Pelaksana Tugas (Plt) Kepala Satuan Lalu Lintas Polres Pesawaran, Ipda M. Munasik mengungkap bahwa dua korban meninggal dunia merupakan mahasiswa Program Studi Pendidikan Jasmani Universitas Lampung.


Korban meninggal dunia adalah pengendara sepeda motor Honda Vario bernomor polisi BE 2147 AIO, Muhammad Rayfansha Efendi (21), warga Desa Gunung Labuhan, Kabupaten Way Kanan.


Korban lainnya, Muhammad Indra Gunawan, penumpang sepeda motor yang merupakan warga Gedung Air, Kecamatan Tanjungkarang Barat, Bandar Lampung


Sementara satu orang penumpang lainnya, Alvin Billy Levi Saputra, Warga Way Kanan, mengalami luka berat di bagian kepala, wajah, tangan, dan kaki.


“Ada dua orang meninggal dunia dalam kejadian tersebut dan satu korban lainnya mengalami luka-luka,” kata Munasik, Jumat (10/4/2026).


Berikut kronologi kecelakaan sebagaimana yang diungkap Plt Kasat Lantas Ipda M. Munasik:


Mobil Boks dari Arah Hajimena


Menurut Munasik, kecelakaan bermula saat mobil boks bernomor polisi BE 8065 NAU yang dikemudikan Dika Supriyanto, warga Tanjungbintang, melaju dari arah Hajimena menuju Tugu Cokelat.

Saat tiba di lokasi kejadian, dari arah berlawanan datang sepeda motor yang ditumpangi tiga orang.


Motor Diduga Hendak Menyeberang


Motor diduga melaju di tengah jalan dan hendak menyeberang untuk masuk ke Gang Perum Bandar Penengahan Sikop.


“Sepeda motor sempat berusaha menghindar ke kanan, tetapi kemudian kembali mengarah ke kiri untuk masuk ke jalurnya.

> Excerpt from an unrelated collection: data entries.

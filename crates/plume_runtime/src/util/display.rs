//! Default string rendering for builtin payloads.
//!
//! Used by the `__str__` implementations of the container types and by
//! `print`. Self-referential containers render as `[...]`, `(...)`, or
//! `{...}` instead of recursing forever.

use plume_core::ObjId;

use crate::core::value::Payload;
use crate::Context;

pub(crate) fn display_value(ctx: &Context, v: ObjId) -> String {
    let mut seen: Vec<ObjId> = Vec::new();
    display_inner(ctx, v, &mut seen)
}

fn display_inner(ctx: &Context, v: ObjId, seen: &mut Vec<ObjId>) -> String {
    match &ctx.heap.get(v).payload {
        Payload::None => "None".to_string(),
        Payload::Bool(b) => if *b { "True" } else { "False" }.to_string(),
        Payload::Int(i) => i.to_string(),
        Payload::Float(f) => float_repr(*f),
        Payload::Str(s) => s.clone(),
        Payload::Tuple(items) => {
            if seen.contains(&v) {
                return "(...)".to_string();
            }
            seen.push(v);
            let parts: Vec<String> = items.iter().map(|&e| display_inner(ctx, e, seen)).collect();
            seen.pop();
            if parts.len() == 1 {
                format!("({},)", parts[0])
            } else {
                format!("({})", parts.join(", "))
            }
        }
        Payload::List(items) => {
            if seen.contains(&v) {
                return "[...]".to_string();
            }
            seen.push(v);
            let parts: Vec<String> = items.iter().map(|&e| display_inner(ctx, e, seen)).collect();
            seen.pop();
            format!("[{}]", parts.join(", "))
        }
        Payload::Map(map) => {
            if seen.contains(&v) {
                return "{...}".to_string();
            }
            seen.push(v);
            let parts: Vec<String> = map
                .values()
                .map(|e| {
                    format!(
                        "{}: {}",
                        display_inner(ctx, e.key, seen),
                        display_inner(ctx, e.value, seen)
                    )
                })
                .collect();
            seen.pop();
            format!("{{{}}}", parts.join(", "))
        }
        Payload::Set(set) => {
            if set.is_empty() {
                return "set()".to_string();
            }
            if seen.contains(&v) {
                return "{...}".to_string();
            }
            seen.push(v);
            let parts: Vec<String> = set.values().map(|&e| display_inner(ctx, e, seen)).collect();
            seen.pop();
            format!("{{{}}}", parts.join(", "))
        }
        Payload::Func(f) => format!("<function {}>", f.pretty_name),
        Payload::Class(c) => format!("<class '{}'>", c.name),
        Payload::Instance(name) => format!("<{name} object>"),
        Payload::Userdata(u) => format!("<{} userdata>", u.tag),
    }
}

/// Round-trippable float rendering; integral values keep a trailing `.0`.
pub(crate) fn float_repr(f: f64) -> String {
    if f.is_nan() {
        return "nan".to_string();
    }
    if f.is_infinite() {
        return if f > 0.0 { "inf" } else { "-inf" }.to_string();
    }
    if f.fract() == 0.0 && f.abs() < 1e16 {
        return format!("{f:.1}");
    }
    format!("{f}")
}

#[cfg(test)]
mod tests {
    use super::float_repr;

    #[test]
    fn integral_floats_keep_a_decimal_point() {
        assert_eq!(float_repr(1.0), "1.0");
        assert_eq!(float_repr(-3.0), "-3.0");
        assert_eq!(float_repr(0.0), "0.0");
    }

    #[test]
    fn fractional_floats_round_trip() {
        for &f in &[0.1, 1.5, -2.25, 3.141592653589793, 1e300, 5e-324] {
            assert_eq!(float_repr(f).parse::<f64>().unwrap(), f);
        }
    }

    #[test]
    fn special_values_have_names() {
        assert_eq!(float_repr(f64::NAN), "nan");
        assert_eq!(float_repr(f64::INFINITY), "inf");
        assert_eq!(float_repr(f64::NEG_INFINITY), "-inf");
    }
}
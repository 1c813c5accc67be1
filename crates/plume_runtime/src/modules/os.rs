//! The `os` module. Registered only when the host enables OS access.

use plume_core::ObjId;

use crate::exceptions::ExcKind;
use crate::methods::common::{arg_str, expect_argc};
use crate::{Context, OpResult, UnitResult};

pub(crate) fn load(ctx: &mut Context) -> UnitResult {
    for (name, fun) in [
        ("getcwd", os_getcwd as crate::NativeFn),
        ("exists", os_exists),
        ("read_file", os_read_file),
    ] {
        let f = ctx.new_function(name, fun)?;
        ctx.set_global(name, f);
    }
    Ok(())
}

fn os_getcwd(ctx: &mut Context, argv: &[ObjId]) -> OpResult {
    expect_argc(ctx, argv, 0)?;
    match std::env::current_dir() {
        Ok(path) => {
            let path = path.to_string_lossy().to_string();
            ctx.new_str(&path)
        }
        Err(e) => {
            let msg = e.to_string();
            Err(ctx.raise(ExcKind::OsError, &msg))
        }
    }
}

fn os_exists(ctx: &mut Context, argv: &[ObjId]) -> OpResult {
    expect_argc(ctx, argv, 1)?;
    let path = arg_str(ctx, argv, 0)?;
    Ok(ctx.new_bool(ctx.caps.fs.exists(&path)))
}

fn os_read_file(ctx: &mut Context, argv: &[ObjId]) -> OpResult {
    expect_argc(ctx, argv, 1)?;
    let path = arg_str(ctx, argv, 0)?;
    if ctx.caps.fs.is_dir(&path) {
        return Err(ctx.raise(
            ExcKind::IsADirectoryError,
            &format!("is a directory: '{path}'"),
        ));
    }
    match ctx.caps.fs.read_to_string(&path) {
        Ok(content) => ctx.new_str(&content),
        Err(e) => Err(ctx.raise(ExcKind::OsError, &e)),
    }
}
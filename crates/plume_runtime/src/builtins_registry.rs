//! Registry for free builtin functions.
//!
//! Hosts can extend or replace the standard set by implementing
//! `BuiltinProvider` and installing into a fresh registry before handing it
//! to the Context.

use crate::builtins::functions;
use crate::core::value::NativeFn;
use crate::{Context, UnitResult};

pub struct BuiltinRegistry {
    entries: Vec<(String, NativeFn)>,
}

impl BuiltinRegistry {
    pub fn new() -> Self {
        Self {
            entries: Vec::new(),
        }
    }

    pub fn register(&mut self, name: &str, fun: NativeFn) {
        self.entries.push((name.to_string(), fun));
    }

    pub fn names(&self) -> Vec<String> {
        self.entries.iter().map(|(n, _)| n.clone()).collect()
    }

    /// Create function values and bind them as globals of the currently
    /// executing module.
    pub fn install_into(self, ctx: &mut Context) -> UnitResult {
        for (name, fun) in self.entries {
            let f = ctx.new_function(&name, fun)?;
            ctx.set_global(&name, f);
        }
        Ok(())
    }
}

impl Default for BuiltinRegistry {
    fn default() -> Self {
        Self::new()
    }
}

pub trait BuiltinProvider {
    fn install(&self, registry: &mut BuiltinRegistry);
}

pub struct StdBuiltinProvider;

impl BuiltinProvider for StdBuiltinProvider {
    fn install(&self, registry: &mut BuiltinRegistry) {
        registry.register("print", functions::builtin_print);
        registry.register("len", functions::builtin_len);
        registry.register("hash", functions::builtin_hash);
        registry.register("repr", functions::builtin_repr);
        registry.register("abs", functions::builtin_abs);
        registry.register("min", functions::builtin_min);
        registry.register("max", functions::builtin_max);
        registry.register("isinstance", functions::builtin_isinstance);
    }
}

Namun jarak sudah terlalu dekat sehingga tabrakan tidak dapat dihindari,” ujar Munasik.


Korban Terpental


Benturan terjadi pada bagian kiri depan mobil boks. Akibat tabrakan tersebut, sepeda motor terpental dan terseret hingga ke jalur kanan, hingga mengakibatkan dua orang sekaligus Meninggal di TKP.


Akibat kerasnya benturan, dua korban meninggal dunia di tempat, sedangkan satu korban lainnya mengalami luka berat dan langsung mendapatkan penanganan medis.

Polisi masih melakukan penyelidikan lebih lanjut untuk memastikan penyebab pasti kecelakaan tersebut.